L’article 7 bis AA a été introduit par la commission de la Culture du Sénat afin d’adapter le cadre législatif de la copie privée au développement des pratiques dites de l’informatique dans le nuage, qui permettent à des particuliers de louer de l’espace de stockage en vue de conserver à distance des œuvres et des objets protégés, de les consulter et de les reproduire sur une pluralité d’appareils.

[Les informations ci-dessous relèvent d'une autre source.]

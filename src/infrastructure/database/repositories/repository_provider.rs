//! SeaORM implementation of RepositoryProvider

use sea_orm::DatabaseConnection;

use crate::domain::{
    CheckpointRepository, CredentialRepository, EntryRepository, RepositoryProvider,
    UserRepository,
};

use super::checkpoint_repository::SeaOrmCheckpointRepository;
use super::credential_repository::SeaOrmCredentialRepository;
use super::entry_repository::SeaOrmEntryRepository;
use super::user_repository::SeaOrmUserRepository;

/// Unified repository provider backed by SeaORM.
///
/// Holds one connection pool and exposes per-aggregate repository accessors.
///
/// ```ignore
/// let repos = SeaOrmRepositoryProvider::new(db.clone());
/// let user = repos.users().find_by_username("op_east").await?;
/// let entries = repos.entries().list(&EntryQuery::all()).await?;
/// ```
pub struct SeaOrmRepositoryProvider {
    users: SeaOrmUserRepository,
    checkpoints: SeaOrmCheckpointRepository,
    entries: SeaOrmEntryRepository,
    credentials: SeaOrmCredentialRepository,
}

impl SeaOrmRepositoryProvider {
    pub fn new(db: DatabaseConnection) -> Self {
        Self {
            users: SeaOrmUserRepository::new(db.clone()),
            checkpoints: SeaOrmCheckpointRepository::new(db.clone()),
            entries: SeaOrmEntryRepository::new(db.clone()),
            credentials: SeaOrmCredentialRepository::new(db),
        }
    }
}

impl RepositoryProvider for SeaOrmRepositoryProvider {
    fn users(&self) -> &dyn UserRepository {
        &self.users
    }

    fn checkpoints(&self) -> &dyn CheckpointRepository {
        &self.checkpoints
    }

    fn entries(&self) -> &dyn EntryRepository {
        &self.entries
    }

    fn credentials(&self) -> &dyn CredentialRepository {
        &self.credentials
    }
}
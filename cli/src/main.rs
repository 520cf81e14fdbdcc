//! GateKeeper API: CLI Server
//!
//! Headless checkpoint logging backend suitable for deployment as a
//! systemd service, Docker container, or standalone process.
//!
//! ```sh
//! # Run with default config (~/.config/gatekeeper/config.toml)
//! gatekeeper-service
//!
//! # Custom config path
//! gatekeeper-service --config /etc/gatekeeper/config.toml
//!
//! # Override the listen port and load demo data
//! gatekeeper-service --port 9090 --seed
//!
//! # Validate config without starting
//! gatekeeper-service --check
//! ```

use std::path::PathBuf;
use std::process::ExitCode;

use clap::Parser;
use tracing::{error, info};

use gatekeeper::config::AppConfig;
use gatekeeper::server::{init_tracing, ServerHandle, ServerOptions};

/// GateKeeper: RBAC and offline sync backend for checkpoint logging.
#[derive(Parser, Debug)]
#[command(
    name = "gatekeeper-service",
    version,
    about = "Checkpoint logging backend with role-based access and offline sync",
    long_about = "GateKeeper API: REST server for checkpoint entry logging, \
                  supervisor review and offline client synchronisation.\n\n\
                  Default config: ~/.config/gatekeeper/config.toml"
)]
struct Cli {
    /// Path to the configuration file (TOML).
    #[arg(short, long, env = "GATEKEEPER_CONFIG")]
    config: Option<PathBuf>,

    /// Override the listen port.
    #[arg(short, long)]
    port: Option<u16>,

    /// Override the listen address.
    #[arg(long)]
    host: Option<String>,

    /// Override the log level (trace, debug, info, warn, error).
    #[arg(short, long)]
    log_level: Option<String>,

    /// Validate the configuration file and exit without starting the server.
    #[arg(long)]
    check: bool,

    /// Skip database migrations on startup.
    #[arg(long)]
    no_migrate: bool,

    /// Skip creating the default admin user.
    #[arg(long)]
    no_admin: bool,

    /// Load demo checkpoints and users.
    #[arg(long)]
    seed: bool,
}

impl Cli {
    fn apply_overrides(&self, config: &mut AppConfig) {
        if let Some(port) = self.port {
            config.server.port = port;
        }
        if let Some(ref host) = self.host {
            config.server.host = host.clone();
        }
        if let Some(ref level) = self.log_level {
            config.logging.level = level.clone();
        }
    }
}

#[tokio::main]
async fn main() -> ExitCode {
    let cli = Cli::parse();

    // ── Load configuration ─────────────────────────────────────
    let config_path = cli
        .config
        .clone()
        .unwrap_or_else(gatekeeper::default_config_path);

    let (mut config, load_error) = match AppConfig::load_with_env(&config_path) {
        Ok(cfg) => (cfg, None),
        Err(e) => (AppConfig::default(), Some(e)),
    };
    cli.apply_overrides(&mut config);

    // Init tracing first so subsequent logs are formatted properly
    init_tracing(&config);

    if let Some(e) = load_error {
        error!("Failed to load config from {}: {}", config_path.display(), e);
        if cli.check {
            return ExitCode::FAILURE;
        }
        error!("Using default configuration.");
    } else {
        info!("Configuration loaded from {}", config_path.display());
    }

    // ── Config validation mode ─────────────────────────────────
    if cli.check {
        if let Err(e) = config.validate() {
            eprintln!("❌ {}", e);
            return ExitCode::FAILURE;
        }
        println!("✅ Configuration is valid");
        println!("   Config file : {}", config_path.display());
        println!("   API address : {}", config.server.address());
        println!("   Environment : {}", config.server.environment);
        println!("   Store       : {:?} ({})", config.database.backend, config.database.url);
        println!("   Log level   : {}", config.logging.level);
        return ExitCode::SUCCESS;
    }

    // ── Start server ───────────────────────────────────────────
    let handle = match ServerHandle::start(ServerOptions {
        config,
        auto_migrate: !cli.no_migrate,
        create_default_admin: !cli.no_admin,
        seed_demo: cli.seed,
    })
    .await
    {
        Ok(handle) => handle,
        Err(e) => {
            error!("Failed to start server: {}", e);
            return ExitCode::FAILURE;
        }
    };

    // Install OS signal handlers (SIGTERM, SIGINT)
    handle.install_signal_handler();

    info!("🚀 Press Ctrl+C to shutdown gracefully.");

    handle.wait().await;

    ExitCode::SUCCESS
}
//! Checkpoint entity for database

use sea_orm::entity::prelude::*;

#[derive(Clone, Debug, PartialEq, Eq, DeriveEntityModel)]
#[sea_orm(table_name = "checkpoints")]
pub struct Model {
    #[sea_orm(primary_key, auto_increment = false)]
    pub checkpoint_id: String,
    pub name: String,
    pub location: String,
}

#[derive(Copy, Clone, Debug, EnumIter, DeriveRelation)]
pub enum Relation {}

impl ActiveModelBehavior for ActiveModel {}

L’article a ensuite été modifié en séance publique, puis a fait l’objet d’une seconde délibération, ce qui, compte tenu de la rareté de cette procédure, illustre bien la complexité du débat. Un amendement adopté un peu rapidement avait, en effet, pour conséquence malheureuse – c’est un euphémisme ! – de limiter sensiblement le champ de la rémunération pour copie privée, alors que la volonté était de l’étendre.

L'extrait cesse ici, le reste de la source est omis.